Some Senators Oppose Bill To Allow 9/11 Victims To Sue Saudi Arabia

The Senate passed a bill today that would allow families of the victims of the September 11, 2001, attacks to sue Saudi Arabia for possible involvement in the terrorist actions of that fateful day. It was passed with a unanimous vote on Tuesday, even though the White House threatened to veto the legislation.

Now that the Senate has passed the bill, it will go to the House where it will go through another vote. This act alone is enough to build up tensions between the already tense relationship between the United States and Saudi Arabia.

The bill is known as the Justice Against Sponsors of Terrorism Act. It’s sponsored by senators John Cornyn of Texas and Chuck Schumer of New York who believe that Saudi Arabia should pay for possible involvement with the actions of September 11.

This bill won’t be free, however. It will take billions of dollars from the United States economy if these victims sue another country’s government.

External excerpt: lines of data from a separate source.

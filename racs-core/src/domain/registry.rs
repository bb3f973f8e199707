//! Registry domain types

use chrono::{DateTime, Duration, Utc};

/// A container image registry with credentialed login state
///
/// `last_login` is runtime-only: it starts at the epoch so the first
/// push after start-up always re-authenticates.
#[derive(Debug, Clone)]
pub struct Registry {
    pub id: i64,
    pub name: String,
    pub url: String,
    pub user: String,
    pub password: String,
    /// Login staleness timeout, in minutes
    pub timeout: i64,
    pub last_login: DateTime<Utc>,
}

impl Registry {
    pub fn new(
        id: i64,
        name: String,
        url: String,
        user: String,
        password: String,
        timeout: i64,
    ) -> Self {
        Self {
            id,
            name,
            url,
            user,
            password,
            timeout,
            last_login: DateTime::UNIX_EPOCH,
        }
    }

    /// Whether a login performed at `last_login` has gone stale by `now`
    pub fn stale(&self, now: DateTime<Utc>) -> bool {
        now - self.last_login > Duration::minutes(self.timeout)
    }
}

#[cfg(test)]
mod tests {
    use super::*;

    #[test]
    fn test_fresh_registry_is_stale() {
        let registry = Registry::new(
            1,
            "local".to_string(),
            "registry.example.com".to_string(),
            "ci".to_string(),
            "secret".to_string(),
            60,
        );
        assert!(registry.stale(Utc::now()));
    }

    #[test]
    fn test_recent_login_is_not_stale() {
        let mut registry = Registry::new(
            1,
            "local".to_string(),
            "registry.example.com".to_string(),
            "ci".to_string(),
            "secret".to_string(),
            60,
        );
        let now = Utc::now();
        registry.last_login = now - Duration::minutes(10);
        assert!(!registry.stale(now));
        registry.last_login = now - Duration::minutes(61);
        assert!(registry.stale(now));
    }
}
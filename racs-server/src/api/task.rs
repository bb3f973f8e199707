//! Task API Handlers

use std::sync::Arc;

use axum::{
    extract::{Path, Query, State},
    http::{header, HeaderMap, HeaderValue},
    Json,
};
use racs_core::dto::task::TaskInfo;
use serde::Deserialize;

use crate::api::error::{ApiError, ApiResult};
use crate::repository::task_repository;
use crate::state::AppState;

#[derive(Debug, Deserialize)]
pub struct ListQuery {
    #[serde(default)]
    pub from: i64,
}

/// GET /task/list?from=N
///
/// Newest-first page of the task history.
pub async fn list(
    State(state): State<Arc<AppState>>,
    Query(query): Query<ListQuery>,
) -> ApiResult<Json<Vec<TaskInfo>>> {
    let tasks = task_repository::list(&state.pool, query.from).await?;
    Ok(Json(tasks.iter().map(TaskInfo::from).collect()))
}

#[derive(Debug, Deserialize)]
pub struct LogsQuery {
    #[serde(default)]
    pub offset: usize,
}

/// GET /task/{id}/logs?offset=N
///
/// Log bytes from the given offset; the task state is carried in the
/// X-Task-State header so pollers know when to stop.
pub async fn logs(
    State(state): State<Arc<AppState>>,
    Path(id): Path<i64>,
    Query(query): Query<LogsQuery>,
) -> ApiResult<(HeaderMap, Vec<u8>)> {
    let task_state = task_repository::state_of(&state.pool, id)
        .await?
        .ok_or(ApiError::TaskNotFound(id))?;

    let bytes = tokio::fs::read(state.layout.task_log(id))
        .await
        .unwrap_or_default();
    let tail = bytes.get(query.offset..).unwrap_or_default().to_vec();

    let mut headers = HeaderMap::new();
    headers.insert(
        header::CONTENT_TYPE,
        HeaderValue::from_static("text/plain"),
    );
    if let Ok(value) = HeaderValue::from_str(&task_state) {
        headers.insert("X-Task-State", value);
    }
    Ok((headers, tail))
}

The Obama administration, which is avidly against the bill, estimates that it will cost $750 billion in treasury securities.

Cornyn wants to send a clear message to Middle Eastern countries to show that terrorism will not be tolerated.

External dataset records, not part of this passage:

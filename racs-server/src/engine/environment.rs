//! Credential binder
//!
//! Materializes a project's bound credentials plus any trigger context
//! into the transient environment file consumed by the build stage.
//! Bindings referencing a missing credential are dropped silently.

use std::collections::HashMap;
use std::fmt::Write as _;
use std::io;
use std::path::PathBuf;

use racs_core::domain::credential::Credential;
use racs_core::domain::project::Project;
use racs_core::domain::request::TriggerPayload;

use crate::layout::Layout;

pub fn write_environment(
    layout: &Layout,
    project: &Project,
    credentials: &HashMap<i64, Credential>,
    trigger: Option<&TriggerPayload>,
) -> io::Result<PathBuf> {
    let path = layout.environment_file(project.id);
    let mut out = String::new();
    if let Some(trigger) = trigger {
        let _ = writeln!(out, "RACS_TRIGGER={}", trigger.tag);
        let _ = writeln!(out, "RACS_VERSION={}", trigger.version);
        let _ = writeln!(out, "RACS_TRIGGER_URL={}", trigger.url);
        let _ = writeln!(out, "RACS_TRIGGER_BRANCH={}", trigger.branch);
        let _ = writeln!(out, "RACS_TRIGGER_COMMIT={}", trigger.commit);
        let _ = writeln!(out, "RACS_TRIGGER_TAG={}", trigger.tag);
        let _ = writeln!(out, "RACS_TRIGGER_PROJECT={}", trigger.project);
        let _ = writeln!(out, "RACS_TRIGGER_REGISTRY={}", trigger.registry);
    }
    for (name, credential_id) in &project.environment {
        if let Some(credential) = credentials.get(credential_id) {
            let _ = writeln!(out, "{}={}", name, credential.value);
        }
    }
    std::fs::write(&path, out)?;
    Ok(path)
}
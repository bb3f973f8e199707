//! Orchestration runtime
//!
//! Start-up reconstruction from the store, worker spawning, the shared
//! image pruning job, and the mutations shared between the HTTP surface
//! and the tests: project lifecycle, destination/trigger/environment
//! rewrites, registry and credential upkeep, and webhook stage requests.

use std::collections::HashMap;
use std::sync::Arc;
use std::time::Duration;

use anyhow::Context;
use racs_core::domain::credential::Credential;
use racs_core::domain::project::{Destination, Project, TriggerEdge};
use racs_core::domain::registry::Registry;
use racs_core::domain::request::StageRequest;
use racs_core::domain::stage::Stage;
use racs_core::dto::credential::CreateCredential;
use racs_core::dto::project::{CreateProject, UpdateProject};
use racs_core::dto::registry::RegistryFields;
use racs_core::event::Event;
use sqlx::SqlitePool;
use tokio::sync::{mpsc, RwLock};
use tokio::task::JoinHandle;
use tracing::{error, info, warn};

use crate::config::Config;
use crate::engine::worker::{capture, Worker};
use crate::engine::{broker, command};
use crate::layout::{clean_relative, Layout};
use crate::repository::{
    credential_repository, project_repository, registry_repository, task_repository,
};
use crate::state::{AppState, CredentialMap, ProjectHandle, ProjectMap, RegistryMap, QUEUE_CAPACITY};

/// Reconstructs the orchestrator from the store and spawns its workers
pub async fn start(config: Config, pool: SqlitePool) -> anyhow::Result<Arc<AppState>> {
    let layout = Layout::new(&config.data_dir);
    layout.ensure().context("Failed to create data directories")?;
    std::env::set_var("GIT_TERMINAL_PROMPT", "0");

    let mut registries = HashMap::new();
    for registry in registry_repository::load_all(&pool).await? {
        registries.insert(registry.id, Arc::new(RwLock::new(registry)));
    }
    let registries: RegistryMap = Arc::new(RwLock::new(registries));

    let mut credentials = HashMap::new();
    for credential in credential_repository::load_all(&pool).await? {
        credentials.insert(credential.id, credential);
    }
    let credentials: CredentialMap = Arc::new(RwLock::new(credentials));

    let projects: ProjectMap = Arc::new(RwLock::new(HashMap::new()));
    let broker = broker::spawn(projects.clone(), credentials.clone());

    let state = Arc::new(AppState {
        config,
        layout,
        pool: pool.clone(),
        broker,
        registries,
        credentials,
        projects,
    });

    let mut loaded: HashMap<i64, Project> = project_repository::load_all(&pool)
        .await?
        .into_iter()
        .map(|project| (project.id, project))
        .collect();

    let known_registries: Vec<i64> = state.registries.read().await.keys().copied().collect();
    for (project, registry, tag) in project_repository::load_destinations(&pool).await? {
        if !known_registries.contains(&registry) {
            warn!("Destination of project {} references unknown registry {}", project, registry);
            continue;
        }
        if let Some(project) = loaded.get_mut(&project) {
            project.destinations.push(Destination { registry, tag });
        }
    }

    for (upstream, target, token) in project_repository::load_triggers(&pool).await? {
        let Ok(stage) = token.parse::<Stage>() else {
            warn!("Trigger of project {} has unknown stage {}", upstream, token);
            continue;
        };
        if !loaded.contains_key(&upstream) || !loaded.contains_key(&target) {
            continue;
        }
        if let Some(project) = loaded.get_mut(&upstream) {
            project.triggers.push(TriggerEdge {
                project: target,
                stage,
            });
        }
        if let Some(downstream) = loaded.get_mut(&target) {
            match stage {
                Stage::Prepare => downstream.prepare_dep = Some(upstream),
                Stage::Prepackage => downstream.prepackage_dep = Some(upstream),
                Stage::Package => downstream.package_dep = Some(upstream),
                _ => {}
            }
        }
    }

    for (project, name, credential) in project_repository::load_environments(&pool).await? {
        if let Some(project) = loaded.get_mut(&project) {
            project.environment.push((name, credential));
        }
    }

    for task in task_repository::load_all(&pool).await? {
        if let Some(project) = loaded.get_mut(&task.project) {
            project.push_task(task);
        }
    }

    let mut ids: Vec<i64> = loaded.keys().copied().collect();
    ids.sort_unstable();
    for id in ids {
        let Some(mut project) = loaded.remove(&id) else {
            continue;
        };
        let spec = command::rev_parse_head(&state.config, &state.layout, id);
        if let Some(commit) = capture(&spec).await {
            project.commit = commit;
        }
        info!("Restored project {} ({})", id, project.name);
        install_project(&state, project, false).await;
    }

    spawn_pruner(&state);
    Ok(state)
}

“[It] will combat terrorism with every tool we have available, and that the victims of terrorist attacks in our country should have every means at their disposal to seek justice,” he said.

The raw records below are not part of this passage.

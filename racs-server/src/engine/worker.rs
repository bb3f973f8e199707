//! Project worker
//!
//! One long-lived task per project. The worker owns the project's queue
//! and advances its stage machine: it processes one stage request at a
//! time, chains follow-up stages inline (never through the queue, so a
//! retry enqueued from outside cannot interleave with a mid-flight
//! pipeline), iterates the indexed stages across destinations, and
//! parks on its queue after an error until an external re-enqueue.

use std::sync::Arc;

use racs_core::domain::project::Project;
use racs_core::domain::request::{StageRequest, TriggerPayload};
use racs_core::domain::stage::{Outcome, ProjectState, Stage};
use racs_core::domain::task::{Task, TaskOutcome};
use racs_core::event::Event;
use tokio::sync::{mpsc, RwLock};
use tokio::task::JoinHandle;
use tracing::{error, info, warn};

use crate::engine::command::{self, CommandSpec};
use crate::engine::{detect, environment, executor, session};
use crate::repository::{project_repository, task_repository};
use crate::state::AppState;

/// What the worker does after a processed request
enum Next {
    /// Chain straight into the next stage, bypassing the queue
    Inline(StageRequest),
    /// Wait on the queue for an external request
    Park,
    /// The project is gone; stop the worker
    Terminate,
}

pub struct Worker {
    state: Arc<AppState>,
    id: i64,
    project: Arc<RwLock<Project>>,
    queue: mpsc::Receiver<StageRequest>,
}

Senator John Cornyn is one of the GOP senators pushing this bill, and it's finally reached enough attention to go to the House. (Photo by Drew Angerer/Getty Images)

Schumer supports this statement and also wants justice for those who suffered at the hands of terrorism.

“[They] will pay a price if it is proven they have done so,” he reported.

Senator Lindsey Graham of South Carolina expressed some concerns about this bill. He deals directly with foreign affairs and was concerned that if the bill were to pass, it would open the door for other countries to turn around and sue the United States for other transgressions.

Senator John McCain is also concerned that the bill will drastically damage the thin relationship between the United States and the Middle East. He believes it would isolate Saudi Arabia and undo any efforts we’ve made in the past to amend relationships.

Senator John McCain is one senator that opposes the bill because he believes it will ruin relations the United States has made with Saudi Arabia. (Photo by Paul Morigi/Getty Images for Spike TV)

Saudi Arabia has already announced that they would retaliate hard and fast if the United States passes this bill. But families of 9/11 victims are outraged that the bill may not pass both the House and the Senate.

The House is currently split on the bill. Democrats seem to firmly support the bill, even though it goes against the White House, and the GOP party is split over the decision. There has been much argument over the minutia of the bill, since a bill of this magnitude could derail foreign relations in both the Middle East and in other areas.

“It was obvious to me from day one (that) this is a delicate issue legally and you gotta be really careful with it,” says Senator Jeff Sessions, a former federal prosecutor and Alabama general attorney. “We talked with the State Department. We made recommendations that got accepted. And then there was no more complaints, I understood, at the time.”

Yet, GOP Senator Cornyn is convinced this is the only way to truly get justice for the actions against the September 11 victims.

“We should use every means available to prevent the funding of terrorism, and the victims of terrorism in our country should be able to seek justice from people who do fund that terrorist attack,” Cornyn said during this week’s discussions.

If this bill is passed, it will change foreign relations as we know them. It rewrites contracts with other countries, and invites possible foreign lawsuits landing on the United States. Justice is an important factor in helping the families of victims of the 9/11 attack, but suing the United States may not be the answer.